More than half of the people in a University of Washington task force that will look at the access, quality and cost of medical education in Washington are from Spokane or have ties here.
That’s significant as tensions between UW and Washington State University mount over the future of medical education in the state.
UW announced last month that former Gov. Dan Evans will lead a task force to look at the future of the 40-year-old, five-state WWAMI program that offers medical education in Washington, Wyoming, Alaska, Montana and Idaho. News of the task force came just days after UW administrators met with WSU President Elson Floyd and WSU Spokane Chancellor Lisa Brown, who said WSU will study splitting off from the WWAMI system to launch an independent medical school in Spokane.

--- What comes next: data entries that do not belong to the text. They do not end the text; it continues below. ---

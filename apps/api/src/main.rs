use anyhow::Result;
use std::net::SocketAddr;
use std::sync::Arc;
use tower_http::{cors::CorsLayer, trace::TraceLayer};
use tracing::{info, warn};
use tracing_subscriber::{layer::SubscriberExt, util::SubscriberInitExt, EnvFilter};

use portfolio::config::Config;
use portfolio::db::create_pool;
use portfolio::llm_client::{self, GeminiClient};
use portfolio::routes::build_router;
use portfolio::state::AppState;
use portfolio::store::{DocumentStore, MemoryStore, PgDocumentStore};

#[tokio::main]
async fn main() -> Result<()> {
    // Load configuration first (fails on missing required env vars)
    let config = Config::from_env()?;

    // Initialize structured logging
    tracing_subscriber::registry()
        .with(EnvFilter::try_from_default_env().unwrap_or_else(|_| {
            EnvFilter::new(format!("{}={}", env!("CARGO_PKG_NAME"), &config.rust_log))
        }))
        .with(tracing_subscriber::fmt::layer())
        .init();

    info!("Starting Portfolio API v{}", env!("CARGO_PKG_VERSION"));

    // Document store: Postgres when configured, otherwise process memory
    let store: Arc<dyn DocumentStore> = match &config.database_url {
        Some(url) => Arc::new(PgDocumentStore::new(create_pool(url).await?)),
        None => {
            warn!("DATABASE_URL not set; content is kept in memory and lost on restart");
            Arc::new(MemoryStore::new())
        }
    };

    // Initialize LLM client
    let generator = Arc::new(GeminiClient::new(
        config.gemini_api_key.clone(),
        config.llm_timeout,
    )?);
    info!("LLM client initialized (model: {})", llm_client::MODEL);

    match config.context_cache_ttl {
        Some(ttl) => info!("Chat context cache TTL: {}s", ttl.as_secs()),
        None => info!("Chat context cache never expires"),
    }

    let state = AppState::new(config.clone(), store, generator);

    // Build router
    let app = build_router(state)
        .layer(TraceLayer::new_for_http())
        .layer(CorsLayer::permissive()); // TODO: restrict origins to the deployed site

    let addr: SocketAddr = format!("0.0.0.0:{}", config.port).parse()?;
    info!("Listening on {addr}");

    let listener = tokio::net::TcpListener::bind(addr).await?;
    axum::serve(listener, app).await?;

    Ok(())
}
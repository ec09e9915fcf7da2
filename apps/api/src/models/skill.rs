use serde::{Deserialize, Serialize};

use super::{require_non_empty, Entity, Record};
use crate::errors::AppError;
use crate::store::Collection;

pub type Category = Record<CategoryData>;
pub type Skill = Record<SkillData>;

pub const MAX_SKILL_LEVEL: u8 = 100;

#[derive(Debug, Clone, PartialEq, Serialize, Deserialize)]
#[serde(rename_all = "camelCase")]
pub struct CategoryData {
    pub name: String,
    #[serde(default)]
    pub order: i64,
}

#[derive(Debug, Clone, Default, PartialEq, Serialize, Deserialize)]
#[serde(rename_all = "camelCase")]
pub struct CategoryPatch {
    #[serde(default, skip_serializing_if = "Option::is_none")]
    pub name: Option<String>,
    #[serde(default, skip_serializing_if = "Option::is_none")]
    pub order: Option<i64>,
}

impl From<CategoryData> for CategoryPatch {
    fn from(data: CategoryData) -> Self {
        Self {
            name: Some(data.name),
            order: Some(data.order),
        }
    }
}

impl Entity for CategoryData {
    type Patch = CategoryPatch;

    const COLLECTION: Collection = Collection::Categories;

    fn validate(&self) -> Result<(), AppError> {
        require_non_empty("name", &self.name)
    }

    fn validate_patch(patch: &CategoryPatch) -> Result<(), AppError> {
        match &patch.name {
            Some(name) => require_non_empty("name", name),
            None => Ok(()),
        }
    }
}

#[derive(Debug, Clone, PartialEq, Serialize, Deserialize)]
#[serde(rename_all = "camelCase")]
pub struct SkillData {
    pub name: String,
    #[serde(default)]
    pub icon: String,
    /// Proficiency percentage, 0..=100.
    pub level: u8,
    #[serde(default)]
    pub category_id: String,
    #[serde(default)]
    pub order: i64,
}

#[derive(Debug, Clone, Default, PartialEq, Serialize, Deserialize)]
#[serde(rename_all = "camelCase")]
pub struct SkillPatch {
    #[serde(default, skip_serializing_if = "Option::is_none")]
    pub name: Option<String>,
    #[serde(default, skip_serializing_if = "Option::is_none")]
    pub icon: Option<String>,
    #[serde(default, skip_serializing_if = "Option::is_none")]
    pub level: Option<u8>,
    #[serde(default, skip_serializing_if = "Option::is_none")]
    pub category_id: Option<String>,
    #[serde(default, skip_serializing_if = "Option::is_none")]
    pub order: Option<i64>,
}

impl From<SkillData> for SkillPatch {
    fn from(data: SkillData) -> Self {
        Self {
            name: Some(data.name),
            icon: Some(data.icon),
            level: Some(data.level),
            category_id: Some(data.category_id),
            order: Some(data.order),
        }
    }
}

fn check_level(level: u8) -> Result<(), AppError> {
    if level > MAX_SKILL_LEVEL {
        return Err(AppError::Validation(format!(
            "level must be between 0 and {MAX_SKILL_LEVEL}, got {level}"
        )));
    }
    Ok(())
}

impl Entity for SkillData {
    type Patch = SkillPatch;

    const COLLECTION: Collection = Collection::Skills;

    fn validate(&self) -> Result<(), AppError> {
        require_non_empty("name", &self.name)?;
        require_non_empty("categoryId", &self.category_id)?;
        check_level(self.level)
    }

    fn validate_patch(patch: &SkillPatch) -> Result<(), AppError> {
        if let Some(name) = &patch.name {
            require_non_empty("name", name)?;
        }
        if let Some(category_id) = &patch.category_id {
            require_non_empty("categoryId", category_id)?;
        }
        if let Some(level) = patch.level {
            check_level(level)?;
        }
        Ok(())
    }
}

/// A category together with the skills filed under it, in skill order.
#[derive(Debug, Clone, PartialEq, Serialize)]
pub struct SkillGroup {
    pub category: Category,
    pub skills: Vec<Skill>,
}

/// Groups skills under their categories, keeping category order. Skills whose
/// category no longer exists are left out.
pub fn group_by_category(categories: &[Category], skills: &[Skill]) -> Vec<SkillGroup> {
    categories
        .iter()
        .map(|category| SkillGroup {
            category: category.clone(),
            skills: skills
                .iter()
                .filter(|s| s.data.category_id == category.id)
                .cloned()
                .collect(),
        })
        .collect()
}
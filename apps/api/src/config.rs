use std::time::Duration;

use anyhow::{Context, Result};

/// Application configuration loaded from environment variables.
/// Fails at startup if required variables are missing.
#[derive(Debug, Clone)]
pub struct Config {
    /// Postgres document store. Unset means the non-persistent in-memory store.
    pub database_url: Option<String>,
    pub gemini_api_key: String,
    pub admin_email: String,
    pub admin_password: String,
    pub port: u16,
    pub rust_log: String,
    pub llm_timeout: Duration,
    /// Unset means the chat context is cached for the life of the process.
    pub context_cache_ttl: Option<Duration>,
    pub owner: OwnerProfile,
}

/// Static facts about the site owner, used in chat prompts and the fallback
/// context.
#[derive(Debug, Clone, PartialEq, Eq)]
pub struct OwnerProfile {
    pub name: String,
    pub title: String,
    pub location: String,
    pub email: String,
    pub github: String,
}

impl Default for OwnerProfile {
    fn default() -> Self {
        Self {
            name: "Sanjay Ram".to_string(),
            title: "Full Stack Developer".to_string(),
            location: "Salem, Tamil Nadu".to_string(),
            email: "j.sanjayramjs@gmail.com".to_string(),
            github: "https://github.com/JSanjayram".to_string(),
        }
    }
}

impl OwnerProfile {
    fn from_env() -> Self {
        let defaults = Self::default();
        Self {
            name: env_or("OWNER_NAME", defaults.name),
            title: env_or("OWNER_TITLE", defaults.title),
            location: env_or("OWNER_LOCATION", defaults.location),
            email: env_or("OWNER_EMAIL", defaults.email),
            github: env_or("OWNER_GITHUB", defaults.github),
        }
    }
}

impl Config {
    pub fn from_env() -> Result<Self> {
        dotenvy::dotenv().ok(); // load .env if present; ignore if missing

        Ok(Config {
            database_url: std::env::var("DATABASE_URL").ok(),
            gemini_api_key: require_env("GEMINI_API_KEY")?,
            admin_email: require_env("ADMIN_EMAIL")?,
            admin_password: require_env("ADMIN_PASSWORD")?,
            port: std::env::var("PORT")
                .unwrap_or_else(|_| "8080".to_string())
                .parse::<u16>()
                .context("PORT must be a valid port number")?,
            rust_log: std::env::var("RUST_LOG").unwrap_or_else(|_| "info".to_string()),
            llm_timeout: Duration::from_secs(
                std::env::var("LLM_TIMEOUT_SECS")
                    .unwrap_or_else(|_| "30".to_string())
                    .parse::<u64>()
                    .context("LLM_TIMEOUT_SECS must be a whole number of seconds")?,
            ),
            context_cache_ttl: std::env::var("CONTEXT_CACHE_TTL_SECS")
                .ok()
                .map(|v| v.parse::<u64>().map(Duration::from_secs))
                .transpose()
                .context("CONTEXT_CACHE_TTL_SECS must be a whole number of seconds")?,
            owner: OwnerProfile::from_env(),
        })
    }
}

fn require_env(key: &str) -> Result<String> {
    std::env::var(key).with_context(|| format!("Required environment variable '{key}' is not set"))
}

fn env_or(key: &str, default: String) -> String {
    std::env::var(key)
        .ok()
        .filter(|v| !v.trim().is_empty())
        .unwrap_or(default)
}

UW officials have repeatedly said they want to preserve and strengthen the WWAMI program instead, including adding more students in Spokane and retooling the medical curriculum throughout the WWAMI system.
The UW task force includes former chairman of Old National Bank Dave Clack; his wife and former UW regent Mari Clack; Scott Morris, CEO of Avista Corp.; Betsy Cowles, chairwoman of Cowles Publishing Co. (which owns The Spokesman-Review); Kristi Blake, a Spokane resident and UW regent; and Phyllis Campbell, a former Spokane resident who’s currently vice chairwoman of JPMorgan Chase.
Two Washington State University regents also are on the task force – Lura Powell and Mike Worthy. The other members are Rogelio Riojas, a UW regent, and Jerry Grinstein, a member of the UW Medicine Board.
The task force is part of “Next Generation WWAMI,” a project to look at how the medical education model can be adapted to meet local health care needs, a news release said.
The task force’s first meeting will be held in Spokane on April 21.